Wir haben den Manchesterkapitalismus jetzt zwei Mal erlebt (einmal im 19ten Jahrhundert und jetzt im Rahmen des internationalen Finanzmarktes); bereits nach dem ersten Mal, vor fast hundert Jahren, wurde die soziale Marktwirtschaft – auch Neoliberalismus genannt – als Gegenthese entwickelt, die den urwüchsigen Markt als bösartig ausweist und daher für deren Regulierung (nicht Abschaffung, weil das geht nicht!) durch den Staat eintritt.
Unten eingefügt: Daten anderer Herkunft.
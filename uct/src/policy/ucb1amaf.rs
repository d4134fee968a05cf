//! UCB1-AMAF (RAVE) selection.
//!
//! The child estimate interpolates between its direct value and the
//! all-moves-as-first value accumulated from sibling simulations, with
//! the AMAF weight decaying as direct playouts accrue.

use crate::node::{NodeId, TreeNode};
use crate::tree::Tree;

use super::{effective, first_play_urgency, DescendOptions};

#[derive(Debug, Clone, Copy)]
pub struct Ucb1Amaf {
    pub explore_p: f32,
    /// Direct playouts at which the AMAF estimate has lost half its
    /// weight.
    pub rave_equiv: f32,
    pub fpu: f32,
}

impl Ucb1Amaf {
    /// RAVE-blended value, `None` when the child has no experience of
    /// either kind.
    fn blended(&self, child: &TreeNode, virtual_loss: bool) -> Option<f32> {
        let (n, sum) = effective(child, virtual_loss);
        let an = child.amaf.playouts() as f32;
        if n <= 0.0 && an <= 0.0 {
            return None;
        }
        let value = if n > 0.0 {
            (sum / n).clamp(0.0, 1.0)
        } else {
            0.0
        };
        let amaf_value = child.amaf.value();
        let beta = an / (an + n + n * an / self.rave_equiv);
        Some(beta * amaf_value + (1.0 - beta) * value)
    }

    pub(super) fn descend(
        &self,
        tree: &Tree,
        parent: NodeId,
        at_root: bool,
        opts: DescendOptions,
    ) -> Option<NodeId> {
        let pnode = tree.node(parent);
        let (parent_n, _) = pnode.experience();
        let ln_parent = (parent_n.max(1) as f32).ln();
        let parent_value = pnode.value();

        let mut best: Option<(NodeId, f32)> = None;
        for id in tree.children_range(parent).map(NodeId) {
            let child = tree.node(id);
            let urgency = match self.blended(child, opts.virtual_loss) {
                None => first_play_urgency(self.fpu, at_root, opts.root_heuristic, parent_value),
                Some(value) => {
                    let (n, _) = effective(child, opts.virtual_loss);
                    value + self.explore_p * (ln_parent / n.max(1.0)).sqrt()
                }
            };
            if best.map_or(true, |(_, b)| urgency > b) {
                best = Some((id, urgency));
            }
        }
        best.map(|(id, _)| id)
    }

    pub(super) fn evaluate(&self, tree: &Tree, node: NodeId) -> f32 {
        self.blended(tree.node(node), false).unwrap_or(0.0)
    }
}

#[cfg(test)]
mod tests {
    use super::*;

    fn policy() -> Ucb1Amaf {
        Ucb1Amaf {
            explore_p: 0.0,
            rave_equiv: 1000.0,
            fpu: f32::INFINITY,
        }
    }

    #[test]
    fn test_blend_tracks_amaf_when_unvisited() {
        let child = TreeNode::default();
        child.amaf.add_games(10, 8.0);
        // No direct experience: the estimate is pure AMAF.
        let v = policy().blended(&child, false).unwrap();
        assert!((v - 0.8).abs() < 1e-6);
    }

    #[test]
    fn test_blend_decays_towards_direct_value() {
        let child = TreeNode::default();
        child.amaf.add_games(10, 8.0);
        child.u.add_games(10_000, 2_000.0);
        // Overwhelming direct evidence: the blend sits near 0.2.
        let v = policy().blended(&child, false).unwrap();
        assert!((v - 0.2).abs() < 0.02);
    }

    #[test]
    fn test_blend_none_without_experience() {
        let child = TreeNode::default();
        assert!(policy().blended(&child, false).is_none());
    }
}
Je weniger Markt erwünscht ist, desto strikteren Regeln muss er unterworfen werden. Wenn nun aber bereits 80 Prozent der Bevölkerung davon ausgehen, dass man nur dann optimal versorgt wird, wenn man Klasse-(Zusatz-)versichert ist, zeigt das, dass das System, auch wenn die Politik anderes behauptet, nicht mehr in der Lage ist, die Allokationsfrage zu lösen. Und daher sucht sich die optimale Versorgung, selbst wenn sie nur so empfunden wird, über private Versicherungen wieder einen Preis. Und weil die Politik das nicht wahrhaben will, werden Marktmechanismen aktiv, die unreguliert eintreten.

System-Entscheidungsträger können nicht einfach behaupten, alles sei gut. Sie können auch nicht einfach mehr Geld verlangen ohne zu sagen wieso, weshalb und mit welchem Ziel, sie können sich nicht hinter der allgemeinen Klausel „alle kriegen alles, und das gratis“ verstecken. Sie müssen ihren Mitgliedern immer und immer wieder beweisen, dass es für jeden einzelnen vernünftig ist, „sein Geld“ dem System, und nicht dem Markt anzuvertrauen. Erst wenn dieser Beweis fehlt, werden System und Finanzierung in Frage gestellt. Und weil es seit Jahren in der Reformdiskussion nur ums Geld geht, ist der Umkehrschluss, dass Beweise für das Funktionieren unseres Systems fehlen, zulässig. Und daraus folgt, dass der Markt dort wieder eintritt, wo eben das System, die Politik, versagt.

Dieser Artikel wurde im September 2011 in ähnlicher Form in der Wiener Zeitung veröffentlicht.